Saved entries

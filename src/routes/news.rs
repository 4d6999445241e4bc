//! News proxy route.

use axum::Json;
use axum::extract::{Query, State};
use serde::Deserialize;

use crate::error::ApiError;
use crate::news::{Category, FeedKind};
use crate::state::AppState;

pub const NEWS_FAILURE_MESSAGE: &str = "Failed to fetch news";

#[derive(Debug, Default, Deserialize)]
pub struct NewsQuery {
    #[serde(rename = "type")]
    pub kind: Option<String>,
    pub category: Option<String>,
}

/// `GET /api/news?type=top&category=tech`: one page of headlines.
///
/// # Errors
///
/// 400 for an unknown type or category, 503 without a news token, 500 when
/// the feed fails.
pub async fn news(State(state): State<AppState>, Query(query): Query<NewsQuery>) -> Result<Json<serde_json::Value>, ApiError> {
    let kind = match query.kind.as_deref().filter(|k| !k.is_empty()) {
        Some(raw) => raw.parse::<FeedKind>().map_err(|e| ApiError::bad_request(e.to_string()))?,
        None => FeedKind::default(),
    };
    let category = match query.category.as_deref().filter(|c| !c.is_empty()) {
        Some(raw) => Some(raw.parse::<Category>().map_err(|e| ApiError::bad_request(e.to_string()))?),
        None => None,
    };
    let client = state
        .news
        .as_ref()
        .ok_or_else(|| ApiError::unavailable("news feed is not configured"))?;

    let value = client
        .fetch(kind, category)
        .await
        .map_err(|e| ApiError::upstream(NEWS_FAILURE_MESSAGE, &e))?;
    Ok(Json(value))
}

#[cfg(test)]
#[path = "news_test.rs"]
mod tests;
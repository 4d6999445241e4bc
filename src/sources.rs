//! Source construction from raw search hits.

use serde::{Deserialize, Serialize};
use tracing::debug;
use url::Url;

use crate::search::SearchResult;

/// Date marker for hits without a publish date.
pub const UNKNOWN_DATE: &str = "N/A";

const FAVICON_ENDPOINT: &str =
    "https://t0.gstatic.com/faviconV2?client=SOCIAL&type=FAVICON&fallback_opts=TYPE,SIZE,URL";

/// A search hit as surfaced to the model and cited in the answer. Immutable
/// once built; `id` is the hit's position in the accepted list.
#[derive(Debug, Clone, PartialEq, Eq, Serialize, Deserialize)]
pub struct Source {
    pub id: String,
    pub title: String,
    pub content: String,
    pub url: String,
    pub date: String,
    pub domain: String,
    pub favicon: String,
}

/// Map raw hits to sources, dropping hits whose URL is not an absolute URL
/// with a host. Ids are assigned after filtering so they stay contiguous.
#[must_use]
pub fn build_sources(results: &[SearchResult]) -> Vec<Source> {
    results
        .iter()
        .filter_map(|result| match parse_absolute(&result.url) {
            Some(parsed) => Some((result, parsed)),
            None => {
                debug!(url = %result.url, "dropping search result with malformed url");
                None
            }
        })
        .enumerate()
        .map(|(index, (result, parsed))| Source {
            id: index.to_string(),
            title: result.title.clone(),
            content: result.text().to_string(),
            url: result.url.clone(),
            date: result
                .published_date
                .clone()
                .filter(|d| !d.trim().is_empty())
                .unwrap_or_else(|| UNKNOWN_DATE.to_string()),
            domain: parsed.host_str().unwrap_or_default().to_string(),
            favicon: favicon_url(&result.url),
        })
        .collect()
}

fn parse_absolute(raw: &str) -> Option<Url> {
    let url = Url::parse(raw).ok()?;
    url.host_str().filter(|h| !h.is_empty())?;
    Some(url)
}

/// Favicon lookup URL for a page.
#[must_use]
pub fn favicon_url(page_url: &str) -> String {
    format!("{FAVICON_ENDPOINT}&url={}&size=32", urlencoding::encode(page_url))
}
--
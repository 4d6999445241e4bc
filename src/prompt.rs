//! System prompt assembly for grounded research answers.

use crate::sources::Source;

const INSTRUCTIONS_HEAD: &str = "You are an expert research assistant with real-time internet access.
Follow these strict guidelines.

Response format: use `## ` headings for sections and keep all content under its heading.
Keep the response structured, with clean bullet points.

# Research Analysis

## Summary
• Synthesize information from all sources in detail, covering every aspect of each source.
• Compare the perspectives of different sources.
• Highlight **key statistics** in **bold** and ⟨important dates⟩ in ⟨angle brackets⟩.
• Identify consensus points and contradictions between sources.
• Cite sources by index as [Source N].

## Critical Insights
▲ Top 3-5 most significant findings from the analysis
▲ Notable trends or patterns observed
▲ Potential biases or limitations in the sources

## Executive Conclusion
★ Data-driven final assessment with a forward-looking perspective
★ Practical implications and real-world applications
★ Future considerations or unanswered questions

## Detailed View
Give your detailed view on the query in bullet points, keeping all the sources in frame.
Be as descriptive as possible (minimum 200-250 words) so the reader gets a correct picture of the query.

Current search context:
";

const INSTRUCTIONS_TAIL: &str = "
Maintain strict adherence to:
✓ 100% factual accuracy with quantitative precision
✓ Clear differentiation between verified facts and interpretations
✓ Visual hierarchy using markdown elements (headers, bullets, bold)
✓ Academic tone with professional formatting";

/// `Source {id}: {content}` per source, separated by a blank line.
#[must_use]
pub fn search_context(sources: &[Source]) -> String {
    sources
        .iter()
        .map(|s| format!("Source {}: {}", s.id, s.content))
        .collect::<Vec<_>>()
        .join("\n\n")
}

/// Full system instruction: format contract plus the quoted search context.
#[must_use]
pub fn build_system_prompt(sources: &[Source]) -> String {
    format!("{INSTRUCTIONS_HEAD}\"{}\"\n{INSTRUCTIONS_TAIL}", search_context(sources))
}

* [Exercise objective]: Using the records above, say how many lines include the string "domain". Only the number is wanted.

* [Response to this exercise]: 2